**PROMPT**
Below are entries. Copy exactly the lines running from the line that holds "pub const GAMES_PER_TEAM: usize = 17;" to the line that holds "R) -> Result<Self>", with both ends included.

Stored data entries

◇ ◇ ◇ ◇ ◇ ◇ ◇

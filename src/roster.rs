use crate::team::Team;

/// The 32-team league used when no roster is supplied, NFC listed first.
const LEAGUE: [(u32, &str, &str); 32] = [
    (1, "Arizona Cardinals", "NFC"),
    (2, "Los Angeles Rams", "NFC"),
    (3, "San Francisco 49ers", "NFC"),
    (4, "Seattle Seahawks", "NFC"),
    (5, "Chicago Bears", "NFC"),
    (6, "Detroit Lions", "NFC"),
    (7, "Green Bay Packers", "NFC"),
    (8, "Minnesota Vikings", "NFC"),
    (9, "Atlanta Falcons", "NFC"),
    (10, "Carolina Panthers", "NFC"),
    (11, "New Orleans Saints", "NFC"),
    (12, "Tampa Bay Buccaneers", "NFC"),
    (13, "Dallas Cowboys", "NFC"),
    (14, "New York Giants", "NFC"),
    (15, "Philadelphia Eagles", "NFC"),
    (16, "Washington Commanders", "NFC"),
    (17, "Denver Broncos", "AFC"),
    (18, "Kansas City Chiefs", "AFC"),
    (19, "Las Vegas Raiders", "AFC"),
    (20, "Los Angeles Chargers", "AFC"),
    (21, "Baltimore Ravens", "AFC"),
    (22, "Cleveland Browns", "AFC"),
    (23, "Pittsburgh Steelers", "AFC"),
    (24, "Cincinnati Bengals", "AFC"),
    (25, "Houston Texans", "AFC"),
    (26, "Indianapolis Colts", "AFC"),
    (27, "Jacksonville Jaguars", "AFC"),
    (28, "Tennessee Titans", "AFC"),
    (29, "Buffalo Bills", "AFC"),
    (30, "Miami Dolphins", "AFC"),
    (31, "New England Patriots", "AFC"),
    (32, "New York Jets", "AFC"),
];

/// Build the reference roster with blank seasons.
pub fn default_roster() -> Vec<Team> {
    LEAGUE
        .iter()
        .map(|&(id, name, conference)| Team::new(id, name, conference))
        .collect()
}
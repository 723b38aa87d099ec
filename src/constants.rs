/// Regular-season games each team is scheduled for (18-week, 17-game season)
pub const GAMES_PER_TEAM: usize = 17;

/// Playoff seeds per conference
pub const PLAYOFF_SEEDS: usize = 7;

/// Seed that skips the wildcard round
pub const BYE_SEED: u8 = 1;

/// Wildcard round pairings as (home seed, away seed)
pub const WILDCARD_PAIRINGS: [(u8, u8); 3] = [(2, 7), (3, 6), (4, 5)];

/// Standard deviation of the per-season strength draw
pub const DEFAULT_STRENGTH_SD: f64 = 0.9;

/// Home-field advantage, in strength units
pub const DEFAULT_HOME_FIELD: f64 = 0.18;

/// Logistic scale applied to strength differences
pub const DEFAULT_LUCK: f64 = 1.0;
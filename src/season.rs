use rand::distributions::Distribution;
use rand::Rng;
use statrs::distribution::Normal;
use tracing::trace;

use crate::constants::GAMES_PER_TEAM;
use crate::error::{Result, SimError};
use crate::params::Params;
use crate::schedule::{generate_schedule, Game};
use crate::team::Team;
use crate::win_prob::{calculate_win_prob, resolve_game};

/// One season's teams and schedule. Owns its team copies exclusively.
#[derive(Clone, Debug)]
pub struct Season {
    pub teams: Vec<Team>,
    pub schedule: Vec<Game>,
}

impl Season {
    /// Set up a season from the base roster.
    ///
    /// Draws one standard normal per team (roster order), scaled by
    /// `strength_sd`, then generates the schedule.
    pub fn new<R: Rng>(base_teams: &[Team], params: &Params, rng: &mut R) -> Result<Self> {
        let normal = Normal::new(0.0, 1.0).map_err(|e| SimError::Distribution(e.to_string()))?;

        let teams: Vec<Team> = base_teams
            .iter()
            .map(|team| team.fresh_season(normal.sample(rng) * params.strength_sd))
            .collect();

        let schedule = generate_schedule(teams.len(), GAMES_PER_TEAM, rng);

        Ok(Season { teams, schedule })
    }

    /// Play every scheduled game in order, one uniform draw per game.
    ///
    /// Returns how many games the home side won.
    pub fn play<R: Rng>(&mut self, params: &Params, rng: &mut R) -> usize {
        let mut home_wins = 0;
        for game in &self.schedule {
            let p = calculate_win_prob(
                self.teams[game.home].strength,
                self.teams[game.away].strength,
                params.home_field,
                params.luck,
            );

            let (winner, loser) = if resolve_game(p, rng) {
                home_wins += 1;
                (game.home, game.away)
            } else {
                (game.away, game.home)
            };
            self.teams[winner].wins += 1;
            self.teams[loser].losses += 1;
        }

        trace!(games = self.schedule.len(), home_wins, "regular season complete");
        home_wins
    }
}

#[cfg(test)]
mod tests {
    use super::*;
    use crate::roster::default_roster;
    use crate::schedule::games_per_team;
    use rand::SeedableRng;
    use rand_chacha::ChaCha8Rng;

    #[test]
    fn test_new_season_copies_roster() {
        let roster = default_roster();
        let mut rng = ChaCha8Rng::seed_from_u64(5);
        let season = Season::new(&roster, &Params::default(), &mut rng).unwrap();

        assert_eq!(season.teams.len(), roster.len());
        for (team, base) in season.teams.iter().zip(&roster) {
            assert_eq!(team.id, base.id);
            assert_eq!(team.conference, base.conference);
            assert_eq!(team.record(), "0-0");
        }
        // base roster is untouched
        assert!(roster.iter().all(|t| t.strength == 0.0));
    }

    #[test]
    fn test_zero_sd_gives_zero_strength() {
        let roster = default_roster();
        let mut rng = ChaCha8Rng::seed_from_u64(5);
        let season = Season::new(&roster, &Params::new(0.0, 0.18, 1.0), &mut rng).unwrap();
        assert!(season.teams.iter().all(|t| t.strength == 0.0));
    }

    #[test]
    fn test_records_match_schedule() {
        let roster = default_roster();
        let params = Params::default();
        let mut rng = ChaCha8Rng::seed_from_u64(2024);

        for _ in 0..20 {
            let mut season = Season::new(&roster, &params, &mut rng).unwrap();
            season.play(&params, &mut rng);

            let counts = games_per_team(&season.schedule, season.teams.len());
            for (team, &count) in season.teams.iter().zip(&counts) {
                assert_eq!(team.games_played() as usize, count);
            }

            let total_wins: u32 = season.teams.iter().map(|t| t.wins).sum();
            let total_losses: u32 = season.teams.iter().map(|t| t.losses).sum();
            assert_eq!(total_wins as usize, season.schedule.len());
            assert_eq!(total_losses as usize, season.schedule.len());
        }
    }

    #[test]
    fn test_dominant_team_wins_out() {
        let roster = default_roster();
        let params = Params::new(0.0, 0.0, 0.01);
        let mut rng = ChaCha8Rng::seed_from_u64(8);
        let mut season = Season::new(&roster, &params, &mut rng).unwrap();
        season.teams[3].strength = 10.0;
        season.play(&params, &mut rng);

        assert_eq!(season.teams[3].losses, 0);
        assert!(season.teams[3].wins > 0);
    }
}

◇ ◇ ◇ ◇ ◇ ◇ ◇

**SOLUTION FOR THIS EXERCISE**
pub const GAMES_PER_TEAM: usize = 17;

/// Playoff seeds per conference
pub const PLAYOFF_SEEDS: usize = 7;

/// Seed that skips the wildcard round
pub const BYE_SEED: u8 = 1;

/// Wildcard round pairings as (home seed, away seed)
pub const WILDCARD_PAIRINGS: [(u8, u8); 3] = [(2, 7), (3, 6), (4, 5)];

/// Standard deviation of the per-season strength draw
pub const DEFAULT_STRENGTH_SD: f64 = 0.9;

/// Home-field advantage, in strength units
pub const DEFAULT_HOME_FIELD: f64 = 0.18;

/// Logistic scale applied to strength differences
pub const DEFAULT_LUCK: f64 = 1.0;
filename src/season.rs
use rand::distributions::Distribution;
use rand::Rng;
use statrs::distribution::Normal;
use tracing::trace;

use crate::constants::GAMES_PER_TEAM;
use crate::error::{Result, SimError};
use crate::params::Params;
use crate::schedule::{generate_schedule, Game};
use crate::team::Team;
use crate::win_prob::{calculate_win_prob, resolve_game};

/// One season's teams and schedule. Owns its team copies exclusively.
#[derive(Clone, Debug)]
pub struct Season {
    pub teams: Vec<Team>,
    pub schedule: Vec<Game>,
}

impl Season {
    /// Set up a season from the base roster.
    ///
    /// Draws one standard normal per team (roster order), scaled by
    /// `strength_sd`, then generates the schedule.
    pub fn new<R: Rng>(base_teams: &[Team], params: &Params, rng: &mut R) -> Result<Self> {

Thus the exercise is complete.